INPUT FOR THIS TASK:
○ ○ ○ ○
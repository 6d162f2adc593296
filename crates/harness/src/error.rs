use autotest_wire::{FaultKind, FaultRecord};

use crate::controller::SessionPhase;

/// Failure talking to the external testing service. Fatal for the run when
/// raised while opening or closing the session.
#[derive(Debug, thiserror::Error)]
pub enum SessionFault {
    /// The service could not be reached or the connection broke.
    #[error("testing service {endpoint}: transport error: {message}")]
    Transport { endpoint: String, message: String },

    /// The service answered with a non-success status code.
    #[error("testing service {endpoint}: http status {status}")]
    Status { endpoint: String, status: u16 },

    /// The reply body did not have the expected shape.
    #[error("testing service {endpoint}: malformed reply: {message}")]
    Malformed { endpoint: String, message: String },

    /// The controller was asked to do something its current phase forbids.
    #[error("cannot {action} while the session is {phase}")]
    InvalidState {
        action: &'static str,
        phase: SessionPhase,
    },

    /// The blocking task that performed the call did not complete.
    #[error("testing service call did not complete: {0}")]
    Join(String),
}

/// The corpus or one of its discriminators is structurally invalid.
#[derive(Debug, Clone, PartialEq, Eq, thiserror::Error)]
pub enum DecodeError {
    /// The `get-requests` payload is not an array of JSON objects.
    #[error("request corpus is not an array of objects: {0}")]
    Corpus(String),

    /// A single corpus record is missing a key or has the wrong type.
    #[error("record {index}: {message}")]
    Record { index: usize, message: String },

    /// The `Request` value of a record does not match the request type.
    #[error("invalid 'Request': {0}")]
    InvalidRequest(String),

    /// The polymorphic object has no discriminator, or it is empty or not a string.
    #[error("{base}: discriminator '{field}' is missing or empty")]
    MissingDiscriminator { base: String, field: String },

    /// The discriminator names a variant the decoder does not know.
    #[error("{base}: unknown value '{value}' for discriminator '{field}'")]
    UnknownDiscriminator {
        base: String,
        field: String,
        value: String,
    },

    /// A non-optional polymorphic slot is absent from the request.
    #[error("{base}: required field '{field}' is absent")]
    MissingSlot { base: String, field: String },

    /// The polymorphic value is not a JSON object.
    #[error("{base}: expected a JSON object")]
    NotAnObject { base: String },

    /// The selected variant could not be populated from the JSON object.
    #[error("{base}: cannot decode variant '{value}': {message}")]
    Variant {
        base: String,
        value: String,
        message: String,
    },
}

impl DecodeError {
    /// Attach a record index to an error raised while decoding that record.
    pub(crate) fn at_record(self, index: usize) -> DecodeError {
        match self {
            DecodeError::Record { .. } | DecodeError::Corpus(_) => self,
            other => DecodeError::Record {
                index,
                message: other.to_string(),
            },
        }
    }
}

/// The SDK returned an error from a call. Passed to validation; the
/// testing service decides whether it was expected.
#[derive(Debug, Clone, PartialEq, Eq, thiserror::Error)]
pub enum DispatchFault {
    #[error("service error {status} {code}: {message}")]
    Service {
        status: u16,
        code: String,
        message: String,
        opc_request_id: Option<String>,
    },

    #[error("transport error: {0}")]
    Transport(String),

    #[error("operation cancelled")]
    Cancelled,
}

impl DispatchFault {
    /// The wire form sent to the testing service.
    pub fn to_record(&self) -> FaultRecord {
        match self {
            DispatchFault::Service {
                status,
                code,
                message,
                opc_request_id,
            } => FaultRecord {
                kind: FaultKind::Service,
                status_code: Some(*status),
                code: Some(code.clone()),
                message: message.clone(),
                opc_request_id: opc_request_id.clone(),
            },
            DispatchFault::Transport(message) => FaultRecord {
                kind: FaultKind::Transport,
                status_code: None,
                code: None,
                message: message.clone(),
                opc_request_id: None,
            },
            DispatchFault::Cancelled => FaultRecord {
                kind: FaultKind::Cancelled,
                status_code: None,
                code: None,
                message: self.to_string(),
                opc_request_id: None,
            },
        }
    }
}

/// Failure obtaining an SDK client for an operation.
#[derive(Debug, Clone, PartialEq, Eq, thiserror::Error)]
pub enum ClientError {
    #[error("configuration provider: {0}")]
    Config(String),

    #[error("cannot construct client: {0}")]
    Construct(String),

    #[error("no client factory registered for {service}/{operation}")]
    NotRegistered { service: String, operation: String },

    #[error("client factory for {service}/{operation} builds a different client type")]
    WrongClientKind { service: String, operation: String },
}

/// Anything that fails a single operation test before or around dispatch.
#[derive(Debug, thiserror::Error)]
pub enum HarnessError {
    #[error(transparent)]
    Session(#[from] SessionFault),

    #[error("failed to decode requests: {0}")]
    Decode(#[from] DecodeError),

    #[error("failed to create client: {0}")]
    Client(#[from] ClientError),
}

/// Failure loading [`HarnessSettings`](crate::HarnessSettings).
#[derive(Debug, thiserror::Error)]
pub enum SettingsError {
    #[error("cannot read settings file {path}: {source}")]
    Read {
        path: String,
        #[source]
        source: std::io::Error,
    },

    #[error("invalid settings file {path}: {message}")]
    Parse { path: String, message: String },

    #[error("invalid value for {key}: '{value}'")]
    InvalidValue { key: String, value: String },
}

#[cfg(test)]
mod tests {
    use super::*;

    #[test]
    fn service_fault_record_carries_status_and_code() {
        let fault = DispatchFault::Service {
            status: 404,
            code: "NotAuthorizedOrNotFound".into(),
            message: "resource not found".into(),
            opc_request_id: Some("req-1".into()),
        };
        let record = fault.to_record();
        assert_eq!(record.kind, FaultKind::Service);
        assert_eq!(record.status_code, Some(404));
        assert_eq!(record.code.as_deref(), Some("NotAuthorizedOrNotFound"));
        assert_eq!(record.opc_request_id.as_deref(), Some("req-1"));
    }

    #[test]
    fn cancelled_fault_record() {
        let record = DispatchFault::Cancelled.to_record();
        assert_eq!(record.kind, FaultKind::Cancelled);
        assert_eq!(record.message, "operation cancelled");
    }

    #[test]
    fn at_record_wraps_discriminator_errors() {
        let err = DecodeError::UnknownDiscriminator {
            base: "CreateDatabaseBase".into(),
            field: "source".into(),
            value: "CLONE".into(),
        }
        .at_record(3);
        match err {
            DecodeError::Record { index, message } => {
                assert_eq!(index, 3);
                assert!(message.contains("unknown value 'CLONE'"));
            }
            other => panic!("expected Record, got {:?}", other),
        }
    }

    #[test]
    fn at_record_keeps_existing_index() {
        let err = DecodeError::Record {
            index: 1,
            message: "missing 'ContainerId'".into(),
        };
        assert_eq!(err.clone().at_record(7), err);
    }
}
○ ○ ○ ○
WHAT IS REQUIRED: Write out the lines of the records exactly, starting at the one holding "use super::*;" and ending with the last line, and include no others.

RESPONSE:
    use super::*;

    #[test]
    fn service_fault_record_carries_status_and_code() {
        let fault = DispatchFault::Service {
            status: 404,
            code: "NotAuthorizedOrNotFound".into(),
            message: "resource not found".into(),
            opc_request_id: Some("req-1".into()),
        };
        let record = fault.to_record();
        assert_eq!(record.kind, FaultKind::Service);
        assert_eq!(record.status_code, Some(404));
        assert_eq!(record.code.as_deref(), Some("NotAuthorizedOrNotFound"));
        assert_eq!(record.opc_request_id.as_deref(), Some("req-1"));
    }

    #[test]
    fn cancelled_fault_record() {
        let record = DispatchFault::Cancelled.to_record();
        assert_eq!(record.kind, FaultKind::Cancelled);
        assert_eq!(record.message, "operation cancelled");
    }

    #[test]
    fn at_record_wraps_discriminator_errors() {
        let err = DecodeError::UnknownDiscriminator {
            base: "CreateDatabaseBase".into(),
            field: "source".into(),
            value: "CLONE".into(),
        }
        .at_record(3);
        match err {
            DecodeError::Record { index, message } => {
                assert_eq!(index, 3);
                assert!(message.contains("unknown value 'CLONE'"));
            }
            other => panic!("expected Record, got {:?}", other),
        }
    }

    #[test]
    fn at_record_keeps_existing_index() {
        let err = DecodeError::Record {
            index: 1,
            message: "missing 'ContainerId'".into(),
        };
        assert_eq!(err.clone().at_record(7), err);
    }
}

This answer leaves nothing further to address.